You wouldn't know it to look at me now, but I used to be a runner.
Not a very good one, mind you.
Back in 2007 I was living in Wisconsin and training for the Danskin Women's Triathlon. Yes, despite my fear of putting my face into the water, and fears of falling over on a bike, I found myself training for the damn thing.
And liking it.
Okay, so maybe I was more comfortable on the bikes we used for spinning class. And maybe I could only swim a half mile on my back wearing goggles and a nose clip. You'd be right.
But the point is that I was trying - and succeeding - in my own way.

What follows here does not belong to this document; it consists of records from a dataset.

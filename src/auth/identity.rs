//! # Identity
//!
//! The authenticated principal threaded through every mutating operation.
//!
//! An `Identity` can only be obtained from [`IdentityProvider`] after a
//! successful login or token verification, so holding one is proof that the
//! caller was authenticated.
//!
//! [`IdentityProvider`]: super::provider::IdentityProvider

use serde::Serialize;

/// Authenticated admin principal
#[derive(Debug, Clone, PartialEq, Eq, Serialize)]
pub struct Identity {
    id: i64,
    username: String,
}

impl Identity {
    pub(crate) fn new(id: i64, username: impl Into<String>) -> Self {
        Self {
            id,
            username: username.into(),
        }
    }

    /// Directory id of the admin
    pub fn id(&self) -> i64 {
        self.id
    }

    /// Username of the admin, used as the reviewer label on reviews
    pub fn username(&self) -> &str {
        &self.username
    }

    /// Whether this principal refers to the admin with the given id
    pub fn is(&self, admin_id: i64) -> bool {
        self.id == admin_id
    }
}
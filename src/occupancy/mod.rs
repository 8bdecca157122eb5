//! # Room Occupancy
//!
//! Singleton state of the shared room.
//!
//! States are `Free` and `Occupied { by, since }`. Any authenticated admin
//! may occupy (overwriting the current holder) or release; reads are public.

mod errors;

use std::sync::Arc;

use chrono::{DateTime, Utc};
use serde::Serialize;
use tracing::info;

pub use errors::{OccupancyError, OccupancyResult};

use crate::auth::Identity;

/// State of the room. The holder and timestamp only exist while occupied.
#[derive(Debug, Clone, PartialEq, Eq)]
pub enum Occupancy {
    Free,
    Occupied { by: String, since: DateTime<Utc> },
}

impl Occupancy {
    pub fn is_occupied(&self) -> bool {
        matches!(self, Occupancy::Occupied { .. })
    }

    /// Rebuild from the persisted columns, rejecting half-set rows
    pub fn from_parts(
        is_occupied: bool,
        by: Option<String>,
        since: Option<DateTime<Utc>>,
    ) -> OccupancyResult<Self> {
        match (is_occupied, by, since) {
            (false, None, None) => Ok(Occupancy::Free),
            (true, Some(by), Some(since)) => Ok(Occupancy::Occupied { by, since }),
            (occupied, by, since) => Err(OccupancyError::Corrupt(format!(
                "is_occupied={occupied} occupied_by={} occupied_since={}",
                by.is_some(),
                since.is_some()
            ))),
        }
    }
}

/// Public view of the room
#[derive(Debug, Clone, PartialEq, Eq, Serialize)]
#[serde(rename_all = "camelCase")]
pub struct RoomStatus {
    pub is_occupied: bool,
    pub occupied_by: Option<String>,
    /// Epoch milliseconds
    pub occupied_since: Option<i64>,
    pub room_name: String,
}

impl RoomStatus {
    pub fn new(occupancy: &Occupancy, room_name: &str) -> Self {
        let (occupied_by, occupied_since) = match occupancy {
            Occupancy::Free => (None, None),
            Occupancy::Occupied { by, since } => (Some(by.clone()), Some(since.timestamp_millis())),
        };

        Self {
            is_occupied: occupancy.is_occupied(),
            occupied_by,
            occupied_since,
            room_name: room_name.to_string(),
        }
    }
}

/// Persistence for the occupancy singleton
pub trait OccupancyStore: Send + Sync {
    fn load_occupancy(&self) -> OccupancyResult<Occupancy>;

    /// Replace the singleton atomically and return what was written
    fn store_occupancy(&self, occupancy: &Occupancy) -> OccupancyResult<Occupancy>;
}

/// The only mutator of the room state
pub struct OccupancyStateMachine<S: OccupancyStore> {
    store: Arc<S>,
    room_name: String,
}

impl<S: OccupancyStore> OccupancyStateMachine<S> {
    pub fn new(store: Arc<S>, room_name: impl Into<String>) -> Self {
        Self {
            store,
            room_name: room_name.into(),
        }
    }

    pub fn room_name(&self) -> &str {
        &self.room_name
    }

    /// Current state, no authentication needed
    pub fn read(&self) -> OccupancyResult<RoomStatus> {
        let occupancy = self.store.load_occupancy()?;
        Ok(RoomStatus::new(&occupancy, &self.room_name))
    }

    /// Mark the room occupied by the caller, replacing any current holder
    pub fn occupy(&self, caller: &Identity) -> OccupancyResult<RoomStatus> {
        let occupancy = self.store.store_occupancy(&Occupancy::Occupied {
            by: caller.username().to_string(),
            since: Utc::now(),
        })?;

        info!(by = caller.username(), "Room occupied");
        Ok(RoomStatus::new(&occupancy, &self.room_name))
    }

    /// Mark the room free, whoever holds it
    pub fn release(&self, caller: &Identity) -> OccupancyResult<RoomStatus> {
        let occupancy = self.store.store_occupancy(&Occupancy::Free)?;

        info!(by = caller.username(), "Room released");
        Ok(RoomStatus::new(&occupancy, &self.room_name))
    }
}

#[cfg(test)]
mod tests {
    use super::*;
    use crate::store::SqliteStore;

    fn machine() -> OccupancyStateMachine<SqliteStore> {
        OccupancyStateMachine::new(Arc::new(SqliteStore::in_memory().unwrap()), "Sala")
    }

    fn assert_field_exclusivity(status: &RoomStatus) {
        assert_eq!(!status.is_occupied, status.occupied_by.is_none());
        assert_eq!(!status.is_occupied, status.occupied_since.is_none());
    }

    #[test]
    fn test_starts_free() {
        let status = machine().read().unwrap();
        assert!(!status.is_occupied);
        assert_eq!(status.room_name, "Sala");
        assert_field_exclusivity(&status);
    }

    #[test]
    fn test_occupy_then_release() {
        let machine = machine();
        let alice = Identity::new(1, "alice");

        let status = machine.occupy(&alice).unwrap();
        assert!(status.is_occupied);
        assert_eq!(status.occupied_by.as_deref(), Some("alice"));
        assert_field_exclusivity(&status);
        assert_eq!(machine.read().unwrap(), status);

        let status = machine.release(&alice).unwrap();
        assert!(!status.is_occupied);
        assert_field_exclusivity(&status);
    }

    #[test]
    fn test_any_admin_can_take_over_or_release() {
        let machine = machine();
        let alice = Identity::new(1, "alice");
        let bob = Identity::new(2, "bob");

        machine.occupy(&alice).unwrap();
        let status = machine.occupy(&bob).unwrap();
        assert_eq!(status.occupied_by.as_deref(), Some("bob"));

        machine.occupy(&alice).unwrap();
        let status = machine.release(&bob).unwrap();
        assert!(!status.is_occupied);
    }

    #[test]
    fn test_release_when_free_is_idempotent() {
        let machine = machine();
        let alice = Identity::new(1, "alice");

        machine.release(&alice).unwrap();
        let status = machine.release(&alice).unwrap();
        assert!(!status.is_occupied);
    }

    #[test]
    fn test_half_set_rows_are_rejected() {
        assert!(Occupancy::from_parts(true, None, None).is_err());
        assert!(Occupancy::from_parts(false, Some("alice".into()), None).is_err());
        assert!(Occupancy::from_parts(true, Some("alice".into()), Some(Utc::now())).is_ok());
        assert_eq!(Occupancy::from_parts(false, None, None).unwrap(), Occupancy::Free);
    }
}
//! # Session Tokens
//!
//! Signed, time-limited JSON Web Tokens carried in the session cookie.
//!
//! ## Invariants
//! - Stateless validation (no DB lookup)
//! - No secrets in token, only admin id and username

use chrono::{DateTime, Duration, Utc};
use jsonwebtoken::{decode, encode, Algorithm, DecodingKey, EncodingKey, Header, Validation};
use serde::{Deserialize, Serialize};

use super::errors::{AuthError, AuthResult};
use super::identity::Identity;

/// Default session lifetime
pub const DEFAULT_SESSION_TTL_DAYS: i64 = 7;

/// JWT claims for session tokens
#[derive(Debug, Clone, Serialize, Deserialize)]
pub struct JwtClaims {
    /// Subject (admin id)
    pub sub: String,

    /// Admin username
    pub username: String,

    /// Issued at timestamp (Unix epoch seconds)
    pub iat: i64,

    /// Expiration timestamp (Unix epoch seconds)
    pub exp: i64,

    /// Audience
    pub aud: String,

    /// Issuer
    pub iss: String,
}

/// JWT configuration
#[derive(Debug, Clone)]
pub struct JwtConfig {
    /// Secret key for signing
    pub secret: String,

    /// Session token lifetime
    pub session_ttl: Duration,

    /// Issuer identifier
    pub issuer: String,

    /// Audience identifier
    pub audience: String,
}

impl Default for JwtConfig {
    fn default() -> Self {
        Self {
            secret: crate::config::DEFAULT_JWT_SECRET.to_string(),
            session_ttl: Duration::days(DEFAULT_SESSION_TTL_DAYS),
            issuer: "roomwarden".to_string(),
            audience: "roomwarden".to_string(),
        }
    }
}

/// JWT manager for token generation and validation
#[derive(Clone)]
pub struct JwtManager {
    config: JwtConfig,
    encoding_key: EncodingKey,
    decoding_key: DecodingKey,
}

impl JwtManager {
    /// Create a new JWT manager with the given configuration
    pub fn new(config: JwtConfig) -> Self {
        let encoding_key = EncodingKey::from_secret(config.secret.as_bytes());
        let decoding_key = DecodingKey::from_secret(config.secret.as_bytes());

        Self {
            config,
            encoding_key,
            decoding_key,
        }
    }

    /// Generate a session token for an admin
    pub fn generate_token(&self, identity: &Identity) -> AuthResult<String> {
        let now = Utc::now();
        let exp = now + self.config.session_ttl;

        let claims = JwtClaims {
            sub: identity.id().to_string(),
            username: identity.username().to_string(),
            iat: now.timestamp(),
            exp: exp.timestamp(),
            aud: self.config.audience.clone(),
            iss: self.config.issuer.clone(),
        };

        encode(&Header::default(), &claims, &self.encoding_key)
            .map_err(|_| AuthError::TokenGenerationFailed)
    }

    /// Validate a session token and extract claims
    pub fn validate_token(&self, token: &str) -> AuthResult<JwtClaims> {
        let mut validation = Validation::new(Algorithm::HS256);
        validation.set_audience(&[&self.config.audience]);
        validation.set_issuer(&[&self.config.issuer]);

        let token_data =
            decode::<JwtClaims>(token, &self.decoding_key, &validation).map_err(|e| {
                match e.kind() {
                    jsonwebtoken::errors::ErrorKind::ExpiredSignature => AuthError::TokenExpired,
                    jsonwebtoken::errors::ErrorKind::InvalidSignature => {
                        AuthError::InvalidSignature
                    }
                    _ => AuthError::MalformedToken,
                }
            })?;

        Ok(token_data.claims)
    }

    /// Rebuild the principal from validated claims
    pub fn identity_from_claims(claims: &JwtClaims) -> AuthResult<Identity> {
        let id = claims
            .sub
            .parse::<i64>()
            .map_err(|_| AuthError::MalformedToken)?;
        Ok(Identity::new(id, claims.username.clone()))
    }

    /// Expiry of a validated token
    pub fn expiration_of(claims: &JwtClaims) -> DateTime<Utc> {
        DateTime::from_timestamp(claims.exp, 0).unwrap_or_else(Utc::now)
    }

    /// Configured session lifetime
    pub fn session_ttl(&self) -> Duration {
        self.config.session_ttl
    }
}
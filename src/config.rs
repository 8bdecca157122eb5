//! Configuration file structure
//!
//! Every field has a default, so running without a config file is valid.
//! Command-line flags and environment variables override file values.

use std::fs;
use std::path::{Path, PathBuf};

use serde::{Deserialize, Serialize};

use crate::auth::crypto::DEFAULT_MIN_PASSWORD_LENGTH;
use crate::auth::jwt::DEFAULT_SESSION_TTL_DAYS;
use crate::auth::{JwtConfig, PasswordPolicy};
use crate::cli::{CliError, CliResult};
use crate::http_server::HttpServerConfig;

/// Signing secret used when none is configured. Fine for local testing only.
pub const DEFAULT_JWT_SECRET: &str = "default_secret_change_me";

/// Authentication settings
#[derive(Debug, Clone, Serialize, Deserialize)]
pub struct AuthConfig {
    /// Session token signing secret
    #[serde(default = "default_jwt_secret")]
    pub jwt_secret: String,

    /// Session lifetime in days (default: 7)
    #[serde(default = "default_session_ttl_days")]
    pub session_ttl_days: i64,

    /// Mark the session cookie `Secure` (set behind HTTPS)
    #[serde(default)]
    pub secure_cookie: bool,

    /// Minimum admin password length (default: 6)
    #[serde(default = "default_password_min_length")]
    pub password_min_length: usize,
}

fn default_jwt_secret() -> String {
    DEFAULT_JWT_SECRET.to_string()
}

fn default_session_ttl_days() -> i64 {
    DEFAULT_SESSION_TTL_DAYS
}

fn default_password_min_length() -> usize {
    DEFAULT_MIN_PASSWORD_LENGTH
}

impl Default for AuthConfig {
    fn default() -> Self {
        Self {
            jwt_secret: default_jwt_secret(),
            session_ttl_days: default_session_ttl_days(),
            secure_cookie: false,
            password_min_length: default_password_min_length(),
        }
    }
}

impl AuthConfig {
    pub fn jwt_config(&self) -> JwtConfig {
        JwtConfig {
            secret: self.jwt_secret.clone(),
            session_ttl: chrono::Duration::days(self.session_ttl_days),
            ..JwtConfig::default()
        }
    }

    pub fn password_policy(&self) -> PasswordPolicy {
        PasswordPolicy {
            min_length: self.password_min_length,
        }
    }

    pub fn uses_default_secret(&self) -> bool {
        self.jwt_secret == DEFAULT_JWT_SECRET
    }
}

/// Top-level configuration
#[derive(Debug, Clone, Serialize, Deserialize)]
pub struct Config {
    #[serde(default)]
    pub server: HttpServerConfig,

    #[serde(default)]
    pub auth: AuthConfig,

    /// SQLite database path (default: data/database.db)
    #[serde(default = "default_db_path")]
    pub db_path: PathBuf,

    /// Display name of the room (default: "Sala")
    #[serde(default = "default_room_name")]
    pub room_name: String,

    /// Log filter used when RUST_LOG is not set
    #[serde(default = "default_log_level")]
    pub log_level: String,
}

fn default_db_path() -> PathBuf {
    PathBuf::from("data").join("database.db")
}

fn default_room_name() -> String {
    "Sala".to_string()
}

fn default_log_level() -> String {
    "info".to_string()
}

impl Default for Config {
    fn default() -> Self {
        Self {
            server: HttpServerConfig::default(),
            auth: AuthConfig::default(),
            db_path: default_db_path(),
            room_name: default_room_name(),
            log_level: default_log_level(),
        }
    }
}

impl Config {
    /// Load configuration from a JSON file
    pub fn load(path: &Path) -> CliResult<Self> {
        let content = fs::read_to_string(path)
            .map_err(|e| CliError::config_error(format!("Failed to read config: {}", e)))?;

        let config: Config = serde_json::from_str(&content)
            .map_err(|e| CliError::config_error(format!("Invalid config JSON: {}", e)))?;

        Ok(config)
    }

    /// Load from a file if given, defaults otherwise
    pub fn load_or_default(path: Option<&Path>) -> CliResult<Self> {
        match path {
            Some(path) => Self::load(path),
            None => Ok(Self::default()),
        }
    }

    /// Validate configuration
    pub fn validate(&self) -> CliResult<()> {
        if self.auth.jwt_secret.is_empty() {
            return Err(CliError::config_error("auth.jwt_secret must not be empty"));
        }

        if self.auth.session_ttl_days < 1 {
            return Err(CliError::config_error(
                "auth.session_ttl_days must be at least 1",
            ));
        }

        if self.auth.password_min_length == 0 {
            return Err(CliError::config_error(
                "auth.password_min_length must be > 0",
            ));
        }

        if self.server.port == 0 {
            return Err(CliError::config_error("server.port must be > 0"));
        }

        if self.db_path.as_os_str().is_empty() {
            return Err(CliError::config_error("db_path must not be empty"));
        }

        Ok(())
    }
}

The one thing I didn't need accommodation for was the running. Initially it was the part I hated most about training. Quickly, running became my favorite thing. The treadmill bored me to death so I ran on the bumpy, uneven indoor track where the cold air made my lungs burn pleasantly.
I started by running half a mile, congratulating myself afterward. Little by little, I worked my way up to three miles, then four. Before I knew it, I was running four miles most days in addition to swimming and spinning. I couldn't believe I was actually running, but I was.
I was never a very fast runner - my best time for a 5K hovered around 30 minutes - but I loved it. Even when the routes took me out to the lighthouse where my hair whipped my cheeks like crazy, or to the Shamrock Shuffle in Madison where there was still snow on the streets, I loved every minute.
I miss that now.
Living in Chicago, I spent all my time walking to and from places so I gradually stopped running. I missed running, but there just never seemed to be any time. Also, part of me thought that if I was going to be outside moving around, I should go do something productive, like walk to the store and drag back a 35-pound tub of cat litter.
(Unless the cat litter in question was on sale, then I borrowed a friend's car because I'm a cat lady and we can never resist buying seven or eight tubs when they're cheap.)
This year, I decided to stop missing running. I'm doing the Couch to 5K running plan, and so far it's kicking my chubby butt. The treadmill is incredibly dull and my cardiovascular stamina is very low, but I keep after it because I want to feel the way I did back then.
I'm going to run a 5K this year.
I'm going to make it across the finish line and I'm going to raise my arms above my head and say with what air is left in my lungs that I did it. For myself and for Misty, gone far too soon, who inspired me to take back that feeling.